EXERCISE PROMPT:
Your response should contain every line from the data below that holds the string "dates".

EXERCISE DATA:
Segment Open

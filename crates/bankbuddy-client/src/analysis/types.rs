use chrono::NaiveDate;
use rust_decimal::Decimal;
use serde::Serialize;

use crate::contracts::types::AccountType;

pub const UNCATEGORIZED: &str = "Uncategorized";

/// One stored transaction as read back for analysis.
#[derive(Debug, Clone, PartialEq, Eq)]
pub struct LedgerTransaction {
    pub txn_id: String,
    pub account_key: String,
    pub posted_at: NaiveDate,
    pub description: String,
    pub amount: Decimal,
    pub category: Option<String>,
}

impl LedgerTransaction {
    pub fn category_label(&self) -> &str {
        self.category.as_deref().unwrap_or(UNCATEGORIZED)
    }

    pub fn is_deposit(&self) -> bool {
        self.amount.is_sign_positive() && !self.amount.is_zero()
    }

    pub fn is_withdrawal(&self) -> bool {
        self.amount.is_sign_negative() && !self.amount.is_zero()
    }
}

#[derive(Debug, Clone, PartialEq, Eq)]
pub struct AccountRecord {
    pub account_key: String,
    pub account_type: AccountType,
}

#[derive(Debug, Clone, Copy, PartialEq, Eq, Serialize)]
pub struct DateRange {
    pub start: NaiveDate,
    pub end: NaiveDate,
}

impl DateRange {
    pub fn of<I>(dates: I) -> Option<Self>
    where
        I: IntoIterator<Item = NaiveDate>,
    {
        let mut range: Option<Self> = None;
        for date in dates {
            range = Some(match range {
                Some(current) => Self {
                    start: current.start.min(date),
                    end: current.end.max(date),
                },
                None => Self {
                    start: date,
                    end: date,
                },
            });
        }
        range
    }
}

#[derive(Debug, Clone, Serialize)]
pub struct AccountSummary {
    pub account_key: String,
    pub total_transactions: i64,
    pub total_amount: Decimal,
    pub largest_transaction: Option<Decimal>,
    pub smallest_transaction: Option<Decimal>,
    pub date_range: Option<DateRange>,
    pub most_frequent_category: Option<String>,
    pub data_quality: DataQuality,
}

#[derive(Debug, Clone, PartialEq, Eq, Serialize)]
pub struct CategoryTotal {
    pub category: String,
    pub total: Decimal,
    pub count: i64,
}

#[derive(Debug, Clone, PartialEq, Eq, Serialize)]
pub struct CategoryCount {
    pub category: String,
    pub count: i64,
}

#[derive(Debug, Clone, PartialEq, Eq, Serialize)]
pub struct CashFlow {
    pub deposits: Decimal,
    pub withdrawals: Decimal,
    pub net: Decimal,
    pub deposit_count: i64,
    pub withdrawal_count: i64,
}

#[derive(Debug, Clone, PartialEq, Eq, Serialize)]
pub struct MonthlyTrend {
    pub month: String,
    pub deposits: Decimal,
    pub withdrawals: Decimal,
    pub net: Decimal,
    pub count: i64,
}

#[derive(Debug, Clone, Serialize)]
pub struct RecentActivity {
    pub days: i64,
    pub as_of: NaiveDate,
    pub transaction_count: i64,
    pub total_amount: Decimal,
    pub top_categories: Vec<CategoryCount>,
}

#[derive(Debug, Clone, PartialEq, Eq, Serialize)]
pub struct PaymentRecord {
    pub txn_id: String,
    pub posted_at: NaiveDate,
    pub amount: Decimal,
    pub description: String,
}

#[derive(Debug, Clone, Serialize)]
pub struct PaymentPatterns {
    pub recent_payments: Vec<PaymentRecord>,
    pub total_recent_payments: Decimal,
    pub payment_count: i64,
}

#[derive(Debug, Clone, Serialize)]
pub struct FutureTransaction {
    pub posted_at: NaiveDate,
    pub description: String,
    pub amount: Decimal,
}

#[derive(Debug, Clone, Serialize)]
pub struct DataQuality {
    pub today: NaiveDate,
    pub total_transactions: i64,
    pub historical_count: i64,
    pub future_count: i64,
    pub near_future_count: i64,
    pub far_future_count: i64,
    pub far_future_preview: Vec<FutureTransaction>,
    pub historical_range: Option<DateRange>,
}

Segment Closed

YOUR SOLUTION:
    pub fn of<I>(dates: I) -> Option<Self>
        for date in dates {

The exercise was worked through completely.